One childhood is much like another. Amateur psychologists who think it clever to explain the character of the later man from a jumble of largely fictitious memories can ferret for their filth in other people’s autobiographies.
Why did I watch it?
This is based on Graham Chapman’s excellent A Liar’s Autobiography: Volume VI (which he wrote with four others). It’s an animation, and features vocal contributions from all of the Pythons except Eric Idle.
Did it meet expectations?
The primary performer is Chapman himself, despite having died in 1989. Three year earlier he made an audio recording of the book, and the film is built around that – so a bit like The Beatles’ Free As A Bird in that respect, or (Chapman’s sometime collaborator and contributor to Liar’s Autobiography) Douglas Adams’ turn as Agrajag in the 2004/5 Hitch Hiker’s radio series.

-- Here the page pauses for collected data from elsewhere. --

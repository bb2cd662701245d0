//! Deterministic two-paddle ball game used as a fitness-measurement environment.
//!
//! The crate is split the same way as the rest of the workspace expects:
//!
//! - [`core`] - Plain geometry: [`ArenaConfig`], [`Ball`], [`Paddle`], [`Side`]
//! - [`engine`] - Match logic: [`Game`], [`MatchState`], [`StepReport`], [`ServeSeed`]
//!
//! A [`Game`] is a pure function of its [`ArenaConfig`], its [`ServeSeed`] and the
//! sequence of [`PaddleAction`]s fed into [`Game::step`]. Nothing here reads the
//! clock or the thread RNG, so two games built from the same inputs stay in
//! lockstep forever.
//!
//! # Example
//!
//! ```
//! use pongevo_engine::{ArenaConfig, Direction, Game, PaddleAction, ServeSeed, Side};
//!
//! let mut game = Game::new(ArenaConfig::default(), ServeSeed::new(7));
//!
//! // The top edge rejects a move that would leave the arena
//! while game.move_paddle(Side::Left, Direction::Up).is_ok() {}
//! assert_eq!(game.paddle(Side::Left).y(), 0.0);
//! assert!(game.move_paddle(Side::Left, Direction::Up).is_err());
//!
//! let report = game.step(PaddleAction::Hold, PaddleAction::Move(Direction::Down));
//! assert_eq!(report.state.ticks(), 1);
//! ```

pub use self::{core::*, engine::*};

pub mod core;
pub mod engine;

/// A paddle move that would leave the valid vertical range.
///
/// This is a designed-in signal rather than a fault: the paddle stays where it
/// was and callers are free to turn the rejection into a penalty.
#[derive(Debug, Clone, Copy, PartialEq, Eq, derive_more::Display, derive_more::Error)]
#[display("{side} paddle cannot move {direction}: it would leave the arena")]
pub struct InvalidMoveError {
    pub side: Side,
    pub direction: Direction,
}

/// Rejected [`ArenaConfig`] values.
#[derive(Debug, Clone, PartialEq, derive_more::Display, derive_more::Error)]
pub enum ArenaConfigError {
    #[display("arena dimensions must be positive, got {width}x{height}")]
    NonPositiveArena { width: f32, height: f32 },
    #[display("paddle size must be positive, got {width}x{height}")]
    NonPositivePaddle { width: f32, height: f32 },
    #[display("paddle height {paddle_height} does not fit arena height {arena_height}")]
    PaddleTooTall {
        paddle_height: f32,
        arena_height: f32,
    },
    #[display("paddles overlap: margin {margin} and width {paddle_width} in arena width {arena_width}")]
    PaddlesOverlap {
        margin: f32,
        paddle_width: f32,
        arena_width: f32,
    },
    #[display("paddle velocity must be positive, got {_0}")]
    NonPositivePaddleVelocity(#[error(not(source))] f32),
    #[display("ball radius and velocity must be positive, got radius {radius}, velocity {velocity}")]
    InvalidBall { radius: f32, velocity: f32 },
    #[display("serve angle must be within [0, 80) degrees, got {_0}")]
    InvalidServeAngle(#[error(not(source))] f32),
    #[display("ticks per second must be non-zero")]
    ZeroTickRate,
}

Chapman’s delivery reflects its purpose – as part of 3 hour reading – rather than being a dramatic performance intended for the big (or small) screen. But once you settle in to the film his wry, sardonic delivery works well.
The animation is by several different animation houses with wildly differing styles. This reflects the book’s discursive structure, as I remember it – it’s not so much an autobiography as a collection of anecdotes and sketches between which Chapman provides rather poignant and honest glimpses of his struggle with alcoholism or his exploration of his sexuality. The film is at least as disjointed as the book! At one point Palin, voicing himself (or at least, the monkey representation of himself) apologises to Chapman for doing so: “I’d forgotten you’re doing all the voices in this section Graham.” The scene then continues with Chapman’s Palin impression.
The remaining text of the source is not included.